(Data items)
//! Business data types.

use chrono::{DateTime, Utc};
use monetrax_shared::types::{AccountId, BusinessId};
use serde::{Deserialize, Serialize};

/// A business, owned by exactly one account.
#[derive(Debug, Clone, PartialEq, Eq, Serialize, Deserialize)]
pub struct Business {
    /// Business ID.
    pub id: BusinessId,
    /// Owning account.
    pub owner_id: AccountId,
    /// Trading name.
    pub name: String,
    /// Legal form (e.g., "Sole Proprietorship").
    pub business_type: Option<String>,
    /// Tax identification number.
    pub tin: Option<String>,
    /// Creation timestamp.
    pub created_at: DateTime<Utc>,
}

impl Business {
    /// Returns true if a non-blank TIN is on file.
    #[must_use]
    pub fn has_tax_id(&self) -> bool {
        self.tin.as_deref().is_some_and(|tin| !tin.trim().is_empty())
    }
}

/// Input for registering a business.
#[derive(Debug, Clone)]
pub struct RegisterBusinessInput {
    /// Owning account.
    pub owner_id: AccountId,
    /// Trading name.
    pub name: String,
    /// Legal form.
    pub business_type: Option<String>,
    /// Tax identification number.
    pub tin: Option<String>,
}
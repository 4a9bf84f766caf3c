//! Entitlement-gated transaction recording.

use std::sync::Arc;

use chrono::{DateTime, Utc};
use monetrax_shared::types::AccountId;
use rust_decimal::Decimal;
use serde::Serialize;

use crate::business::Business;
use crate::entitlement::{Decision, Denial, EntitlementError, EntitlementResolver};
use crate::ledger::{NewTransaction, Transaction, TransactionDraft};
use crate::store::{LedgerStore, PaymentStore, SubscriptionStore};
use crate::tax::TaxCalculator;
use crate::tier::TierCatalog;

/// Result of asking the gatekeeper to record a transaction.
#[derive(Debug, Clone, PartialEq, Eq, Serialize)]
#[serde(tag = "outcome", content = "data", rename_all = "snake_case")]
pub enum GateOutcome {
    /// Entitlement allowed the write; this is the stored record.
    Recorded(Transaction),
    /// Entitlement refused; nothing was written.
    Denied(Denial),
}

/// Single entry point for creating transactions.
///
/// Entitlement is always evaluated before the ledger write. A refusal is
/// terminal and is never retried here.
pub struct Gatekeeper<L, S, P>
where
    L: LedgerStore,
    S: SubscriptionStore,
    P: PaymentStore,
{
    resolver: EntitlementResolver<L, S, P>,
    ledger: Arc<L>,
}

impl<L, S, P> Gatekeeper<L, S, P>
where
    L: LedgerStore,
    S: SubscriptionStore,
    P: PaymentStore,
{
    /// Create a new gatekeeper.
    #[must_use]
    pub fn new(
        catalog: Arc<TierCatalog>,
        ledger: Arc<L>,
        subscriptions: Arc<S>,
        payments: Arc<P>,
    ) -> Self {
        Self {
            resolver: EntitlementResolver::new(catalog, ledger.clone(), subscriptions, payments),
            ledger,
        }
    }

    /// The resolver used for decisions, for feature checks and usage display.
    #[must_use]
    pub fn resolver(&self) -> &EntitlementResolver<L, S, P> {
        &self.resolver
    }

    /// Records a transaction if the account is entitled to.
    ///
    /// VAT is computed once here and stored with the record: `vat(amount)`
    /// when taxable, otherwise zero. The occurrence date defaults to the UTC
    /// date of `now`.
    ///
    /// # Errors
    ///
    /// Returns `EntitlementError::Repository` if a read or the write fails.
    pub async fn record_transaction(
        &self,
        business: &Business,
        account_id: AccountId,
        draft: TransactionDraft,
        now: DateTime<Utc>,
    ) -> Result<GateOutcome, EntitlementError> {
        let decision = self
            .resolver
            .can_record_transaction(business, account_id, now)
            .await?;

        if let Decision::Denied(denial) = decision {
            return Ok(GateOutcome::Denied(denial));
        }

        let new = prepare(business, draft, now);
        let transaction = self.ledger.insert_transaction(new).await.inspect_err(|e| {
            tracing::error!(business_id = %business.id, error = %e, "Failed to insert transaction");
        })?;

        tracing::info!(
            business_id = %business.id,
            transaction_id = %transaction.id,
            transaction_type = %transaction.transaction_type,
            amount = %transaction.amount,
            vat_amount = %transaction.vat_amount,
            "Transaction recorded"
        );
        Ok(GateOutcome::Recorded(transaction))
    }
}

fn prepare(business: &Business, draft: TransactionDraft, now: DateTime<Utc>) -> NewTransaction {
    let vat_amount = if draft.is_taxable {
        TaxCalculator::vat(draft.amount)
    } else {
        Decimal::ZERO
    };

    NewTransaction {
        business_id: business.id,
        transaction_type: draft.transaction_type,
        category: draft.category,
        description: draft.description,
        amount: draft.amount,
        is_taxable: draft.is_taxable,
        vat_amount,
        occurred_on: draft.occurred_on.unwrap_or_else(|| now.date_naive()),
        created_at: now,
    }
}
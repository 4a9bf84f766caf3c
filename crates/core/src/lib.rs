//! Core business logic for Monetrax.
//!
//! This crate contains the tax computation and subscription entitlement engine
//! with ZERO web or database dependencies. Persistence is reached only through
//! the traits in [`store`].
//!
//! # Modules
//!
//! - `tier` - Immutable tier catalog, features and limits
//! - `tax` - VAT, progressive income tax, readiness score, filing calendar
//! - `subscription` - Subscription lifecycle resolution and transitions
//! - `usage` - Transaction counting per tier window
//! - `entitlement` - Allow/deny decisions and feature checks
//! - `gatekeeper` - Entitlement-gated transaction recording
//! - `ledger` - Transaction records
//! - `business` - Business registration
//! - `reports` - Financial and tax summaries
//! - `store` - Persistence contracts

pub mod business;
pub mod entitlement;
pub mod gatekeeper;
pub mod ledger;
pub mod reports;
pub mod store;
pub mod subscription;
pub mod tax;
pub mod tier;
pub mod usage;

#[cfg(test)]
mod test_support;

## Aim of the exercise
From the records above, show each line that contains the word "usage".

## Exercise result
    /// The resolver used for decisions, for feature checks and usage display.
//! - `usage` - Transaction counting per tier window
pub mod usage;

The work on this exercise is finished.